The region has had them regularly down the years. 1991 saw major damage to inshore coral - but it recovered.
"The 1991 flood was extremely hard for the reef - pretty much most of the corals were wiped out down to about six to eight metres of depth, and it took about 10 years for them to recover," says Alison Jones from Central Queensland University in Rockhampton, through which the Fitzroy flows.
"But they recovered magnificently; we're very spoiled here in terms of the amount of coral and the speed at which it can grow and recover."
However, what concerns scientists most is that this is just one more hit for an ecosystem that is already struggling to cope with many long-term threats.
These include overfishing, climate change, disease, chronic pollution and shipping.
"The problem is that all forms of disturbances, loads of sediments/nutrients/pesticides, as well as bleaching events from warming seawaters, more intense cyclones and more frequent outbreaks of coral predators such as the crown-of-thorns starfish, all increase in frequency and intensity," says Katharine Fabricius.
"This gives the reefs often not enough time to recover before they get hit again."

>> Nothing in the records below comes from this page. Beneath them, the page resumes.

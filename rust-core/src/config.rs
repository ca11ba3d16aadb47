use crate::constants::Constants;
use serde::de::DeserializeOwned;
use serde::{Deserialize, Serialize};
use std::fs;
use std::path::{Path, PathBuf};
use thiserror::Error;

#[derive(Debug, Error)]
pub enum ConfigError {
    #[error("failed to read {path}: {source}")]
    Io {
        path: PathBuf,
        #[source]
        source: std::io::Error,
    },
    #[error("failed to parse {path}: {source}")]
    Parse {
        path: PathBuf,
        #[source]
        source: serde_json::Error,
    },
    #[error("invalid configuration: {0}")]
    Invalid(String),
}

/// Whole-node configuration file. Every section except `constants` may be omitted.
#[derive(Clone, Debug, Default, Serialize, Deserialize)]
pub struct NodeConfig {
    #[serde(default)]
    pub constants: Constants,
    #[serde(default)]
    pub draft_limits: DraftLimits,
    #[serde(default)]
    pub server: ServerConfig,
    #[serde(default)]
    pub storage: StorageConfig,
}

/// Per-session caps enforced by the state store before the engine runs.
#[derive(Clone, Debug, PartialEq, Eq, Serialize, Deserialize)]
pub struct DraftLimits {
    #[serde(default = "default_max_pending_ops")]
    pub max_pending_ops: usize,
    #[serde(default = "default_max_open_drafts")]
    pub max_open_drafts: usize,
    /// Trailing Stable ticks a draft needs before `Cycle` is accepted; 0 disables.
    #[serde(default)]
    pub hold_ticks: u64,
}

fn default_max_pending_ops() -> usize {
    256
}

fn default_max_open_drafts() -> usize {
    1_024
}

impl Default for DraftLimits {
    fn default() -> Self {
        Self {
            max_pending_ops: default_max_pending_ops(),
            max_open_drafts: default_max_open_drafts(),
            hold_ticks: 0,
        }
    }
}

impl DraftLimits {
    pub fn validate(&self) -> Result<(), ConfigError> {
        if self.max_pending_ops == 0 {
            return Err(ConfigError::Invalid("max_pending_ops must be > 0".into()));
        }
        if self.max_open_drafts == 0 {
            return Err(ConfigError::Invalid("max_open_drafts must be > 0".into()));
        }
        if self.hold_ticks as usize >= self.max_pending_ops {
            return Err(ConfigError::Invalid(
                "hold_ticks must be smaller than max_pending_ops".into(),
            ));
        }
        Ok(())
    }
}

#[derive(Clone, Debug, Serialize, Deserialize)]
pub struct ServerConfig {
    #[serde(default = "default_listen_addr")]
    pub listen_addr: String,
}

fn default_listen_addr() -> String {
    "127.0.0.1:7400".to_string()
}

impl Default for ServerConfig {
    fn default() -> Self {
        Self {
            listen_addr: default_listen_addr(),
        }
    }
}

#[derive(Clone, Debug, Default, Serialize, Deserialize)]
pub struct StorageConfig {
    /// Where the ledger snapshot lives; in-memory only when unset.
    #[serde(default)]
    pub data_dir: Option<PathBuf>,
}

impl NodeConfig {
    pub fn load<P: AsRef<Path>>(path: P) -> Result<Self, ConfigError> {
        let cfg: NodeConfig = read_json(path.as_ref())?;
        cfg.validate()?;
        Ok(cfg)
    }

    pub fn validate(&self) -> Result<(), ConfigError> {
        self.constants.validate()?;
        self.draft_limits.validate()
    }
}

pub fn load_constants<P: AsRef<Path>>(path: P) -> Result<Constants, ConfigError> {
    let c: Constants = read_json(path.as_ref())?;
    c.validate()?;
    Ok(c)
}

pub fn load_draft_limits<P: AsRef<Path>>(path: P) -> Result<DraftLimits, ConfigError> {
    let limits: DraftLimits = read_json(path.as_ref())?;
    limits.validate()?;
    Ok(limits)
}

fn read_json<T: DeserializeOwned>(path: &Path) -> Result<T, ConfigError> {
    let raw = fs::read_to_string(path).map_err(|source| ConfigError::Io {
        path: path.to_path_buf(),
        source,
    })?;
    serde_json::from_str(&raw).map_err(|source| ConfigError::Parse {
        path: path.to_path_buf(),
        source,
    })
}

#[cfg(test)]
mod tests {
    use super::*;
    use std::io::Write;

    fn write_tmp(dir: &tempfile::TempDir, name: &str, body: &str) -> PathBuf {
        let path = dir.path().join(name);
        let mut f = fs::File::create(&path).unwrap();
        f.write_all(body.as_bytes()).unwrap();
        path
    }

    #[test]
    fn minimal_node_config_fills_defaults() {
        let dir = tempfile::tempdir().unwrap();
        let path = write_tmp(&dir, "node.json", "{}");
        let cfg = NodeConfig::load(&path).unwrap();
        assert_eq!(cfg.constants, Constants::default());
        assert_eq!(cfg.draft_limits, DraftLimits::default());
        assert_eq!(cfg.server.listen_addr, "127.0.0.1:7400");
        assert!(cfg.storage.data_dir.is_none());
    }

    #[test]
    fn draft_limits_partial_file() {
        let dir = tempfile::tempdir().unwrap();
        let path = write_tmp(&dir, "limits.json", r#"{"max_pending_ops": 8, "hold_ticks": 2}"#);
        let limits = load_draft_limits(&path).unwrap();
        assert_eq!(limits.max_pending_ops, 8);
        assert_eq!(limits.hold_ticks, 2);
        assert_eq!(limits.max_open_drafts, 1_024);
    }

    #[test]
    fn invalid_constants_file_is_rejected() {
        let dir = tempfile::tempdir().unwrap();
        let path = write_tmp(
            &dir,
            "constants.json",
            r#"{"alpha":0.12,"beta":0.1,"gamma":0.5,"k":0.02,"b1":0.25,"b2":0.2,"sigma_max":0.8}"#,
        );
        assert!(matches!(load_constants(&path), Err(ConfigError::Invalid(_))));
    }

    #[test]
    fn missing_file_reports_path() {
        let err = load_constants("/nonexistent/constants.json").unwrap_err();
        assert!(err.to_string().contains("/nonexistent/constants.json"));
    }

    #[test]
    fn shipped_config_files_parse() {
        let root = Path::new(env!("CARGO_MANIFEST_DIR")).join("..").join("config");
        let c = load_constants(root.join("constants.json")).unwrap();
        assert_eq!(c, Constants::default());
        let limits = load_draft_limits(root.join("draft_limits.json")).unwrap();
        assert!(limits.validate().is_ok());
    }
}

The crown-of-thorns starfish is a good example of how the various threats interact.
It eats coral polyps, the organisms that actually build reefs.
Overfishing of one of its few predators, the giant triton, allows the starfish population to expand. Meanwhile, in at least one reef system, fertiliser run-off has stimulated the growth of algae, which has provided predators with an alternative food.
Reefs stressed by climatic factors, pollution and disease will be less resilient to attack by the voracious starfish.
Climate of concern
It is likely to be several weeks at least before scientists are able to gauge the true scale of the flood's short-term impacts.
The continuing threat of bad weather means that travel to the reef is constrained.
And it will be some time - the exact period dependend again on weather - before all of the flood's cargo has travelled through the multifarious fronds of the reef system.
The hope is that it will prove to be a one-off hit from which corals, fish and everything else can recover.
The long-term threats, though, remain, despite recent initiatives to reduce agricultural run-off, constrain shipping and fishing, and tackle the crown-of-thorns.
Climate change is likely to hit reefs in the middle of the tropics harder and faster than the Great Barrier Reef.
Neverless, along with ocean acidification also caused by carbon dioxide emissions, it remains the most significant issue for the region, with a 2007 report by the Great Barrier Reef Marine Park Authority concluding:
"Projections of future sea temperatures suggest that coral bleaching could become an annual phenomenon in the course of this century, threatening to undermine the physical and ecological foundations of this diverse and productive ecosystem."